* [DATA IN THIS EXERCISE]
⁂

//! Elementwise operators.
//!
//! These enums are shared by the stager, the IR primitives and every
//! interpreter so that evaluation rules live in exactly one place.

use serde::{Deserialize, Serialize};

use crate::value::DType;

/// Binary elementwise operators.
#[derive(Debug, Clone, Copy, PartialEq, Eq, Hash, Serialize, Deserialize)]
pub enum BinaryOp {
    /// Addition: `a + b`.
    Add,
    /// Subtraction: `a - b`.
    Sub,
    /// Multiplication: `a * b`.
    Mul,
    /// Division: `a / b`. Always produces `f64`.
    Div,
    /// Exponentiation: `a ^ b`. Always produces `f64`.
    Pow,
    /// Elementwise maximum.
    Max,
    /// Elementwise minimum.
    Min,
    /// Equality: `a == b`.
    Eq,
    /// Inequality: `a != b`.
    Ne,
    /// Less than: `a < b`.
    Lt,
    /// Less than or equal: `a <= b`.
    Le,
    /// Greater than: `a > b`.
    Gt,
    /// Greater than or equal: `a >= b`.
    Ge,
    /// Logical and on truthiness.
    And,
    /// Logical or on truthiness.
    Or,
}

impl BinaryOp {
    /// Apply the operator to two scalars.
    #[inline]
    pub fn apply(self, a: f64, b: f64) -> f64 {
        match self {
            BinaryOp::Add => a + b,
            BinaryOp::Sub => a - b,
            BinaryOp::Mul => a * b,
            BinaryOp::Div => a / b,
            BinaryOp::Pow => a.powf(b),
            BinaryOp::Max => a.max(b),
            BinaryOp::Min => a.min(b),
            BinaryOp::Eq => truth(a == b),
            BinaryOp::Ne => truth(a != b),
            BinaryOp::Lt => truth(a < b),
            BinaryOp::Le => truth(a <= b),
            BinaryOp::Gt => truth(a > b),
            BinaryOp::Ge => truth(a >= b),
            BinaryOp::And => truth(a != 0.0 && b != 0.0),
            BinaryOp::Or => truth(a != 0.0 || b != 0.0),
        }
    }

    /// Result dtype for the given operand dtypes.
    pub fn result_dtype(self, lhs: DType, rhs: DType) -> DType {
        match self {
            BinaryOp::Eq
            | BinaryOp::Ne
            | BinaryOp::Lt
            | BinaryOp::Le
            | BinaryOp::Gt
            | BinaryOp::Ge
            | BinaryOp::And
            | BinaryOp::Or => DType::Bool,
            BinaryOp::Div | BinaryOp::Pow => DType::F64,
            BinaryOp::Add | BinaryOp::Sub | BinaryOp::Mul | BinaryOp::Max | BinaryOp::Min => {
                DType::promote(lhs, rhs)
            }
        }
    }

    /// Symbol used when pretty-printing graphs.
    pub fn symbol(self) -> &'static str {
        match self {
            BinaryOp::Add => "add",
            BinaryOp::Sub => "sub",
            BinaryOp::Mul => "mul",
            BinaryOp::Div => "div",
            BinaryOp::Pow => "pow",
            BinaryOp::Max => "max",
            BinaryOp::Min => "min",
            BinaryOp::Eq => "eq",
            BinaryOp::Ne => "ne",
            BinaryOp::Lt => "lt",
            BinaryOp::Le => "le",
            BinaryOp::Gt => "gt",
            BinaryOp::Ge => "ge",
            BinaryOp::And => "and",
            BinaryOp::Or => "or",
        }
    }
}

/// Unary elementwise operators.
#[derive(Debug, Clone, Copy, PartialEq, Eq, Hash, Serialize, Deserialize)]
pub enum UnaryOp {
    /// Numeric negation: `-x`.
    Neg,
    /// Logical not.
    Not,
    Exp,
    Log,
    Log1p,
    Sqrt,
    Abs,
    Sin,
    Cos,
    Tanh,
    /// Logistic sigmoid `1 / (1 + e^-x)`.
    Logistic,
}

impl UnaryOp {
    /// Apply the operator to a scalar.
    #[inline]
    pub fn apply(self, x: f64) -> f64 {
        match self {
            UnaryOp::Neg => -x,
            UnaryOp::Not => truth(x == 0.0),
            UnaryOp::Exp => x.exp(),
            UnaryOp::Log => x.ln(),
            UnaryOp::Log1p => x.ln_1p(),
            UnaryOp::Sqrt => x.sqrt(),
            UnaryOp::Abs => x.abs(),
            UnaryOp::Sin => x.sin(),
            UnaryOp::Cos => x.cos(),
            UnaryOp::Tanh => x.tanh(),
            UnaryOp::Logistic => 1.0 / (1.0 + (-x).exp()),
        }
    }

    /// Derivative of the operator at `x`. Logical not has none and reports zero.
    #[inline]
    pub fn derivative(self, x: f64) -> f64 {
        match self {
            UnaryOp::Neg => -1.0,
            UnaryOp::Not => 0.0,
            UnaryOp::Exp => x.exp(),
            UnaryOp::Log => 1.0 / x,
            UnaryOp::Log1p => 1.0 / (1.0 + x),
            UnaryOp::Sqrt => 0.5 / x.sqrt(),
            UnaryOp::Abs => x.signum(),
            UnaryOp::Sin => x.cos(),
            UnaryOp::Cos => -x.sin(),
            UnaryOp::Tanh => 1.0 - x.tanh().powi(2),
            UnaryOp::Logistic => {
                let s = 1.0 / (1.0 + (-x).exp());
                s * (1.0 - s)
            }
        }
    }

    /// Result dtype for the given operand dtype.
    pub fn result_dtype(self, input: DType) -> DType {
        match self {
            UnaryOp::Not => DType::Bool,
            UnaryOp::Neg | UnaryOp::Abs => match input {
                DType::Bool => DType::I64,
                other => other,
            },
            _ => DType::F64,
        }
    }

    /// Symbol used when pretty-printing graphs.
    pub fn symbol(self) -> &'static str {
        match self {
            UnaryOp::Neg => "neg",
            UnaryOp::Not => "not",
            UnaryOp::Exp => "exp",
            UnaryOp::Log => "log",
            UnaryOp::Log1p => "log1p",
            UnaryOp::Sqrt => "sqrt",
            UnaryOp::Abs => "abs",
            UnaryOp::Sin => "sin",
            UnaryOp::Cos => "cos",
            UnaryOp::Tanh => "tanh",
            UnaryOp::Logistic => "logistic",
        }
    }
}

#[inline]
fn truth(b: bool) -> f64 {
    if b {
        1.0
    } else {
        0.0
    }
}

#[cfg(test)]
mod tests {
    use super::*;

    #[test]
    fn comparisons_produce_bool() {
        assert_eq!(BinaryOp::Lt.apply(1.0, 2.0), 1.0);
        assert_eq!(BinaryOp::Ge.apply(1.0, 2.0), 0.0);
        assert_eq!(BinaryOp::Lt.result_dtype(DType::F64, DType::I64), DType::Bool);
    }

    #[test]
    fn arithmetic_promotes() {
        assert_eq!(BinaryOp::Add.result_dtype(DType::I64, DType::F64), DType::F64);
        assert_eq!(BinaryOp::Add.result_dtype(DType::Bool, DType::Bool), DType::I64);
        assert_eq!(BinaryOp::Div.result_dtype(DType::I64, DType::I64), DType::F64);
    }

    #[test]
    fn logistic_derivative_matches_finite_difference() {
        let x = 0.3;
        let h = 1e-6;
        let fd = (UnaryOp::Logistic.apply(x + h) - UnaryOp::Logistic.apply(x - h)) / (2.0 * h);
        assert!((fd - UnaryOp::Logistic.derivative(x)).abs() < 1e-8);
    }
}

⁂

* [EXERCISE]
Each line of the material should be duplicated exactly, please.

* [RESPONSE TO THIS TASK]
//! Elementwise operators.
//!
//! These enums are shared by the stager, the IR primitives and every
//! interpreter so that evaluation rules live in exactly one place.

use serde::{Deserialize, Serialize};

use crate::value::DType;

/// Binary elementwise operators.
#[derive(Debug, Clone, Copy, PartialEq, Eq, Hash, Serialize, Deserialize)]
pub enum BinaryOp {
    /// Addition: `a + b`.
    Add,
    /// Subtraction: `a - b`.
    Sub,
    /// Multiplication: `a * b`.
    Mul,
    /// Division: `a / b`. Always produces `f64`.
    Div,
    /// Exponentiation: `a ^ b`. Always produces `f64`.
    Pow,
    /// Elementwise maximum.
    Max,
    /// Elementwise minimum.
    Min,
    /// Equality: `a == b`.
    Eq,
    /// Inequality: `a != b`.
    Ne,
    /// Less than: `a < b`.
    Lt,
    /// Less than or equal: `a <= b`.
    Le,
    /// Greater than: `a > b`.
    Gt,
    /// Greater than or equal: `a >= b`.
    Ge,
    /// Logical and on truthiness.
    And,
    /// Logical or on truthiness.
    Or,
}

impl BinaryOp {
    /// Apply the operator to two scalars.
    #[inline]
    pub fn apply(self, a: f64, b: f64) -> f64 {
        match self {
            BinaryOp::Add => a + b,
            BinaryOp::Sub => a - b,
            BinaryOp::Mul => a * b,
            BinaryOp::Div => a / b,
            BinaryOp::Pow => a.powf(b),
            BinaryOp::Max => a.max(b),
            BinaryOp::Min => a.min(b),
            BinaryOp::Eq => truth(a == b),
            BinaryOp::Ne => truth(a != b),
            BinaryOp::Lt => truth(a < b),
            BinaryOp::Le => truth(a <= b),
            BinaryOp::Gt => truth(a > b),
            BinaryOp::Ge => truth(a >= b),
            BinaryOp::And => truth(a != 0.0 && b != 0.0),
            BinaryOp::Or => truth(a != 0.0 || b != 0.0),
        }
    }

    /// Result dtype for the given operand dtypes.
    pub fn result_dtype(self, lhs: DType, rhs: DType) -> DType {
        match self {
            BinaryOp::Eq
            | BinaryOp::Ne
            | BinaryOp::Lt
            | BinaryOp::Le
            | BinaryOp::Gt
            | BinaryOp::Ge
            | BinaryOp::And
            | BinaryOp::Or => DType::Bool,
            BinaryOp::Div | BinaryOp::Pow => DType::F64,
            BinaryOp::Add | BinaryOp::Sub | BinaryOp::Mul | BinaryOp::Max | BinaryOp::Min => {
                DType::promote(lhs, rhs)
            }
        }
    }

    /// Symbol used when pretty-printing graphs.
    pub fn symbol(self) -> &'static str {
        match self {
            BinaryOp::Add => "add",
            BinaryOp::Sub => "sub",
            BinaryOp::Mul => "mul",
            BinaryOp::Div => "div",
            BinaryOp::Pow => "pow",
            BinaryOp::Max => "max",
            BinaryOp::Min => "min",
            BinaryOp::Eq => "eq",
            BinaryOp::Ne => "ne",
            BinaryOp::Lt => "lt",
            BinaryOp::Le => "le",
            BinaryOp::Gt => "gt",
            BinaryOp::Ge => "ge",
            BinaryOp::And => "and",
            BinaryOp::Or => "or",
        }
    }
}

/// Unary elementwise operators.
#[derive(Debug, Clone, Copy, PartialEq, Eq, Hash, Serialize, Deserialize)]
pub enum UnaryOp {
    /// Numeric negation: `-x`.
    Neg,
    /// Logical not.
    Not,
    Exp,
    Log,
    Log1p,
    Sqrt,
    Abs,
    Sin,
    Cos,
    Tanh,
    /// Logistic sigmoid `1 / (1 + e^-x)`.
    Logistic,
}

impl UnaryOp {
    /// Apply the operator to a scalar.
    #[inline]
    pub fn apply(self, x: f64) -> f64 {
        match self {
            UnaryOp::Neg => -x,
            UnaryOp::Not => truth(x == 0.0),
            UnaryOp::Exp => x.exp(),
            UnaryOp::Log => x.ln(),
            UnaryOp::Log1p => x.ln_1p(),
            UnaryOp::Sqrt => x.sqrt(),
            UnaryOp::Abs => x.abs(),
            UnaryOp::Sin => x.sin(),
            UnaryOp::Cos => x.cos(),
            UnaryOp::Tanh => x.tanh(),
            UnaryOp::Logistic => 1.0 / (1.0 + (-x).exp()),
        }
    }

    /// Derivative of the operator at `x`. Logical not has none and reports zero.
    #[inline]
    pub fn derivative(self, x: f64) -> f64 {
        match self {
            UnaryOp::Neg => -1.0,
            UnaryOp::Not => 0.0,
            UnaryOp::Exp => x.exp(),
            UnaryOp::Log => 1.0 / x,
            UnaryOp::Log1p => 1.0 / (1.0 + x),
            UnaryOp::Sqrt => 0.5 / x.sqrt(),
            UnaryOp::Abs => x.signum(),
            UnaryOp::Sin => x.cos(),
            UnaryOp::Cos => -x.sin(),
            UnaryOp::Tanh => 1.0 - x.tanh().powi(2),
            UnaryOp::Logistic => {
                let s = 1.0 / (1.0 + (-x).exp());
                s * (1.0 - s)
            }
        }
    }

    /// Result dtype for the given operand dtype.
    pub fn result_dtype(self, input: DType) -> DType {
        match self {
            UnaryOp::Not => DType::Bool,
            UnaryOp::Neg | UnaryOp::Abs => match input {
                DType::Bool => DType::I64,
                other => other,
            },
            _ => DType::F64,
        }
    }

    /// Symbol used when pretty-printing graphs.
    pub fn symbol(self) -> &'static str {
        match self {
            UnaryOp::Neg => "neg",
            UnaryOp::Not => "not",
            UnaryOp::Exp => "exp",
            UnaryOp::Log => "log",
            UnaryOp::Log1p => "log1p",
            UnaryOp::Sqrt => "sqrt",
            UnaryOp::Abs => "abs",
            UnaryOp::Sin => "sin",
            UnaryOp::Cos => "cos",
            UnaryOp::Tanh => "tanh",
            UnaryOp::Logistic => "logistic",
        }
    }
}

#[inline]
fn truth(b: bool) -> f64 {
    if b {
        1.0
    } else {
        0.0
    }
}

#[cfg(test)]
mod tests {
    use super::*;

    #[test]
    fn comparisons_produce_bool() {
        assert_eq!(BinaryOp::Lt.apply(1.0, 2.0), 1.0);
        assert_eq!(BinaryOp::Ge.apply(1.0, 2.0), 0.0);
        assert_eq!(BinaryOp::Lt.result_dtype(DType::F64, DType::I64), DType::Bool);
    }

    #[test]
    fn arithmetic_promotes() {
        assert_eq!(BinaryOp::Add.result_dtype(DType::I64, DType::F64), DType::F64);
        assert_eq!(BinaryOp::Add.result_dtype(DType::Bool, DType::Bool), DType::I64);
        assert_eq!(BinaryOp::Div.result_dtype(DType::I64, DType::I64), DType::F64);
    }

    #[test]
    fn logistic_derivative_matches_finite_difference() {
        let x = 0.3;
        let h = 1e-6;
        let fd = (UnaryOp::Logistic.apply(x + h) - UnaryOp::Logistic.apply(x - h)) / (2.0 * h);
        assert!((fd - UnaryOp::Logistic.derivative(x)).abs() < 1e-8);
    }
}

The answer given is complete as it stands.